Sweetheart has a urinary tract infection (which we discovered when her urine emerged intermittently with blood). The vet prescribed antibiotics, which come in a tablet that looks like a large flattened aspirin. I was not overly confident about being able to give my dog these pills, four a day for two whole weeks, without her balking at them quite early on. The vet tried out two very large edible pill pouches in beef flavour, and these did the trick. If they hadn't, she suggested serving them up in a thick dollop of beef-flavoured baby food (which my girl sampled there in the office and apparently liked). If these items failed when tried at home, the further suggestion was butter: coating a pill in a layer of butter helps to prevent any bitter-pill flavour from being detected.

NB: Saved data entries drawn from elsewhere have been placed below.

// Copyright 2026 Daniel Pelikan
//
// Licensed under the Apache License, Version 2.0 (the "License");
// you may not use this file except in compliance with the License.
// You may obtain a copy of the License at
//
//     http://www.apache.org/licenses/LICENSE-2.0
//
// Unless required by applicable law or agreed to in writing, software
// distributed under the License is distributed on an "AS IS" BASIS,
// WITHOUT WARRANTIES OR CONDITIONS OF ANY KIND, either express or implied.
// See the License for the specific language governing permissions and
// limitations under the License.

//! Configuration module.
//!
//! Handles loading and saving controller settings.

use anyhow::Result;
use serde::{Deserialize, Serialize};
use std::path::{Path, PathBuf};
use std::time::Duration;
use uuid::Uuid;

use crate::bluetooth::protocol::{DEFAULT_RFCOMM_CHANNEL, READ_BUFFER_SIZE, SPP_UUID};
use crate::bluetooth::LinkError;

/// Name the HC-06 receiver advertises out of the box.
const DEFAULT_TARGET_NAME: &str = "HC-06";

/// Address of the receiver fitted to the quadcopter.
const DEFAULT_TARGET_ADDRESS: &str = "00:14:03:06:02:47";

/// Controller configuration.
#[derive(Debug, Clone, Default, Serialize, Deserialize)]
pub struct Config {
    /// Bluetooth link settings.
    #[serde(default)]
    pub link: LinkConfig,

    /// Keep-alive settings.
    #[serde(default)]
    pub keepalive: KeepAliveConfig,
}

/// Settings for the link to the receiver.
#[derive(Debug, Clone, Serialize, Deserialize)]
#[serde(default)]
pub struct LinkConfig {
    /// Advertised name of the bonded receiver.
    pub target_name: Option<String>,

    /// Address of the bonded receiver.
    pub target_address: Option<String>,

    /// Service the stream channel is opened against.
    pub service_uuid: Uuid,

    /// RFCOMM channel for sockets opened by channel number.
    pub rfcomm_channel: u8,

    /// Read buffer size in bytes.
    pub read_buffer_size: usize,
}

impl Default for LinkConfig {
    fn default() -> Self {
        Self {
            target_name: Some(DEFAULT_TARGET_NAME.to_string()),
            target_address: Some(DEFAULT_TARGET_ADDRESS.to_string()),
            service_uuid: SPP_UUID,
            rfcomm_channel: DEFAULT_RFCOMM_CHANNEL,
            read_buffer_size: READ_BUFFER_SIZE,
        }
    }
}

impl LinkConfig {
    /// Config targeting a receiver by name only.
    pub fn for_name(name: impl Into<String>) -> Self {
        Self {
            target_name: Some(name.into()),
            target_address: None,
            ..Self::default()
        }
    }

    /// Config targeting a receiver by address only.
    pub fn for_address(address: impl Into<String>) -> Self {
        Self {
            target_name: None,
            target_address: Some(address.into()),
            ..Self::default()
        }
    }

    /// Human-readable description of the configured target.
    pub fn target_label(&self) -> String {
        match (self.target_name.as_deref(), self.target_address.as_deref()) {
            (Some(name), Some(address)) => format!("'{}' ({})", name, address),
            (Some(name), None) => format!("'{}'", name),
            (None, Some(address)) => address.to_string(),
            (None, None) => "<no target>".to_string(),
        }
    }

    /// Check the settings before a manager is built from them.
    pub fn validate(&self) -> Result<(), LinkError> {
        let has_name = self.target_name.as_deref().is_some_and(|n| !n.trim().is_empty());
        let has_address = self
            .target_address
            .as_deref()
            .is_some_and(|a| !a.trim().is_empty());

        if !has_name && !has_address {
            return Err(LinkError::InvalidConfig(
                "either target_name or target_address must be set".to_string(),
            ));
        }

        if self.read_buffer_size == 0 {
            return Err(LinkError::InvalidConfig(
                "read_buffer_size must be greater than zero".to_string(),
            ));
        }

        // RFCOMM channels are 1..=30
        if !(1..=30).contains(&self.rfcomm_channel) {
            return Err(LinkError::InvalidConfig(format!(
                "rfcomm_channel {} is out of range",
                self.rfcomm_channel
            )));
        }

        Ok(())
    }
}

#[derive(Debug, Clone, Serialize, Deserialize)]
#[serde(default)]
pub struct KeepAliveConfig {
    /// Resend the last flight frame periodically while connected.
    pub enabled: bool,

    /// Resend interval in milliseconds.
    pub interval_ms: u64,
}

impl Default for KeepAliveConfig {
    fn default() -> Self {
        Self {
            enabled: true,
            interval_ms: 1000,
        }
    }
}

impl KeepAliveConfig {
    pub fn interval(&self) -> Duration {
        Duration::from_millis(self.interval_ms.max(1))
    }
}

impl Config {
    /// Default location of the configuration file.
    pub fn default_path() -> PathBuf {
        dirs::config_dir()
            .unwrap_or_else(|| PathBuf::from("."))
            .join("quadlink")
            .join("config.toml")
    }

    /// Load configuration from file or create default.
    pub fn load() -> Result<Self> {
        Self::load_from(&Self::default_path())
    }

    /// Load configuration from `path`, writing defaults there if it is missing.
    pub fn load_from(path: &Path) -> Result<Self> {
        if let Some(dir) = path.parent() {
            std::fs::create_dir_all(dir)?;
        }

        let config = if path.exists() {
            let content = std::fs::read_to_string(path)?;
            toml::from_str(&content)?
        } else {
            let config = Self::default();
            let content = toml::to_string_pretty(&config)?;
            std::fs::write(path, content)?;
            config
        };

        config.link.validate()?;
        Ok(config)
    }

    /// Save configuration to `path`.
    pub fn save_to(&self, path: &Path) -> Result<()> {
        let content = toml::to_string_pretty(self)?;
        std::fs::write(path, content)?;
        Ok(())
    }
}

#[cfg(test)]
mod tests {
    use super::*;

    #[test]
    fn test_defaults_are_valid() {
        let config = Config::default();
        assert!(config.link.validate().is_ok());
        assert_eq!(config.link.service_uuid, SPP_UUID);
        assert_eq!(config.link.read_buffer_size, 1024);
        assert_eq!(config.keepalive.interval(), Duration::from_secs(1));
    }

    #[test]
    fn test_missing_target_rejected() {
        let link = LinkConfig {
            target_name: Some("  ".to_string()),
            target_address: None,
            ..LinkConfig::default()
        };
        assert!(matches!(link.validate(), Err(LinkError::InvalidConfig(_))));
    }

    #[test]
    fn test_zero_buffer_rejected() {
        let link = LinkConfig {
            read_buffer_size: 0,
            ..LinkConfig::default()
        };
        assert!(link.validate().is_err());
    }

    #[test]
    fn test_channel_range() {
        let mut link = LinkConfig::default();
        link.rfcomm_channel = 0;
        assert!(link.validate().is_err());
        link.rfcomm_channel = 31;
        assert!(link.validate().is_err());
        link.rfcomm_channel = 30;
        assert!(link.validate().is_ok());
    }

    #[test]
    fn test_load_creates_default_file() {
        let dir = tempfile::tempdir().unwrap();
        let path = dir.path().join("nested").join("config.toml");

        let config = Config::load_from(&path).unwrap();
        assert!(path.exists());
        assert_eq!(config.link.target_name.as_deref(), Some("HC-06"));

        // Second load reads the file back
        let again = Config::load_from(&path).unwrap();
        assert_eq!(again.link.target_address, config.link.target_address);
    }

    #[test]
    fn test_partial_file_uses_defaults() {
        let dir = tempfile::tempdir().unwrap();
        let path = dir.path().join("config.toml");
        std::fs::write(&path, "[link]\ntarget_name = \"quadReceiver\"\n").unwrap();

        let config = Config::load_from(&path).unwrap();
        assert_eq!(config.link.target_name.as_deref(), Some("quadReceiver"));
        assert_eq!(config.link.rfcomm_channel, DEFAULT_RFCOMM_CHANNEL);
        assert!(config.keepalive.enabled);
    }

    #[test]
    fn test_invalid_file_rejected() {
        let dir = tempfile::tempdir().unwrap();
        let path = dir.path().join("config.toml");
        std::fs::write(&path, "[link]\nread_buffer_size = 0\n").unwrap();

        assert!(Config::load_from(&path).is_err());
    }

    #[test]
    fn test_target_label() {
        assert_eq!(LinkConfig::for_name("quad").target_label(), "'quad'");
        assert_eq!(LinkConfig::for_address("AA:BB").target_label(), "AA:BB");
    }
}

Well, the pill pockets worked but we ran out of them. So I did the butter-ball thing, and that was all we needed. So if your dog is very clever about pills and doesn't want to take them, try coating each one in butter, then serve up in a stew or within the dog's regular meal. I did this (my girl is used to a lot of variety, so the presence of something new in her dish is not an automatic tip-off), and I think it all got accepted as food and thus there was no suspicious picking-through.
A friend in England tells me that peacocks are fond of cauliflower. Who would have guessed? And apart from being beautiful, it's probably the only thing they have in common with my darling dog. This may seem strange to you and me, but it's one of the few vegetables -- along with peas, corn, and green beans, basil and parsley -- that she really likes. Raw carrots lost their appeal some years ago: she will only eat them boiled or roasted. Apples used to be liked, in puppyhood; now they are poma non grata -- unless grated and served with a meal. Lettuce is an alien non-food to her. Broccoli also raises no interest, even though we're told that it's the same species as cauliflower, differently cultivated. She'll eat it green, white, purple or orange, but cauliflower it must be.
That brings me to my next thought, which is that when you have a dog, you develop funny unexpected habits. I'm thinking of the fact that I never, these days, just plonk down her meal (whether it's breakfast or dinner). I always announce it like a waiter: 'sardines with peanut butter and parsley'; 'fish with cheese and hot sauce', 'cauliflower cheese with chicken and hot sauce', 'egg with tallow, peas, and basil', 'tallow, chicken broth, and fish', 'yoghurt, gelatin, and beefburger', 'meatloaf!'. It's as if I've come to believe that the advert for the tastiness of what she is about to eat must be frank and enthusiastic. If it's not good enough to say aloud, in the slightly superior and triumphal tones of a posh waiter, then it's not good enough to serve in the first place!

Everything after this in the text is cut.